--- HOW TO COMPLETE THIS TASK ---
Below is a block of entries; repeat exactly the lines starting at the line that contains "let impulse = normal" and ending at the line that contains "pub(crate) fn pair_mut<T>(items: &mut", both included.

--- EXTRACTED MATERIAL ---
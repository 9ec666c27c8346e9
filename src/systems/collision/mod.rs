//! Narrow phase and contact resolution.
//!
//! Candidate pairs are resolved serially in sorted order, so a run is
//! reproducible regardless of how the broad phase was built.

mod rigid;
mod soft;

pub use rigid::{circle_contact, collide_rigid, square_contact, RigidContact};
pub use soft::{collide_soft, collide_soft_rigid};

use crate::core::math::Vec2;
use crate::domain::{Body, BodyVariant, PointMass, ShapeKind, RESTITUTION};

/// Static points take no part in the response.
#[inline]
pub(crate) fn response_inv_mass(point: &PointMass) -> f32 {
    if point.affected_by_forces {
        point.inv_mass()
    } else {
        0.0
    }
}

/// Split `overlap` along `normal` between two points: half each when both
/// move, all of it to the movable one otherwise. `a` moves against `normal`.
pub(crate) fn separate(a: &mut PointMass, b: &mut PointMass, normal: Vec2, overlap: f32) {
    let wa = if a.affected_by_forces { 1.0 } else { 0.0 };
    let wb = if b.affected_by_forces { 1.0 } else { 0.0 };
    let total = wa + wb;
    if total == 0.0 {
        return;
    }
    a.position -= normal * (overlap * wa / total);
    b.position += normal * (overlap * wb / total);
}

/// Linear impulse along `normal` (pointing from `a` to `b`).
///
/// `j = -(1 + e) * vn / (1/mA + 1/mB)`; nothing happens when separating.
pub(crate) fn bounce(a: &mut PointMass, b: &mut PointMass, normal: Vec2) -> bool {
    let vn = (b.velocity - a.velocity).dot(normal);
    if vn > 0.0 {
        return false;
    }
    let ia = response_inv_mass(a);
    let ib = response_inv_mass(b);
    let denom = ia + ib;
    if denom <= 0.0 {
        return false;
    }
    let impulse = normal * (-(1.0 + RESTITUTION) * vn / denom);
    a.velocity -= impulse * ia;
    b.velocity += impulse * ib;
    true
}

/// Two distinct mutable elements of one slice.
pub(crate) fn pair_mut<T>(items: &mut [T], i: usize, j: usize) -> Option<(&mut T, &mut T)> {
    if i == j || i >= items.len() || j >= items.len() {
        return None;
    }
    if i < j {
        let (head, tail) = items.split_at_mut(j);
        Some((&mut head[i], &mut tail[0]))
    } else {
        let (head, tail) = items.split_at_mut(i);
        Some((&mut tail[0], &mut head[j]))
    }
}

/// Narrow phase for one candidate pair. Returns the number of contacts resolved.
pub fn collide_pair(bodies: &mut [Body], i: usize, j: usize) -> usize {
    let Some((a, b)) = pair_mut(bodies, i, j) else {
        return 0;
    };

    match (&mut a.variant, &mut b.variant) {
        (BodyVariant::Soft(sa), BodyVariant::Soft(sb)) => collide_soft(sa, sb),
        (BodyVariant::Rigid(ra), BodyVariant::Rigid(rb)) => match (ra.shape.kind, rb.shape.kind) {
            (ShapeKind::Circle, ShapeKind::Circle) | (ShapeKind::Square, ShapeKind::Square) => {
                usize::from(collide_rigid(ra, rb))
            }
            // Mixed and polygonal rigid pairs have no contact test
            _ => 0,
        },
        (BodyVariant::Soft(s), BodyVariant::Rigid(r)) | (BodyVariant::Rigid(r), BodyVariant::Soft(s)) => {
            collide_soft_rigid(s, r)
        }
    }
}

/// Resolve every candidate pair in order. Returns total contacts.
pub fn resolve_pairs(bodies: &mut [Body], pairs: &[(usize, usize)]) -> usize {
    pairs.iter().map(|&(i, j)| collide_pair(bodies, i, j)).sum()
}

--- SOLUTION TO THIS EXERCISE ---
    let impulse = normal * (-(1.0 + RESTITUTION) * vn / denom);
    a.velocity -= impulse * ia;
    b.velocity += impulse * ib;
    true
}

/// Two distinct mutable elements of one slice.
pub(crate) fn pair_mut<T>(items: &mut [T], i: usize, j: usize) -> Option<(&mut T, &mut T)> {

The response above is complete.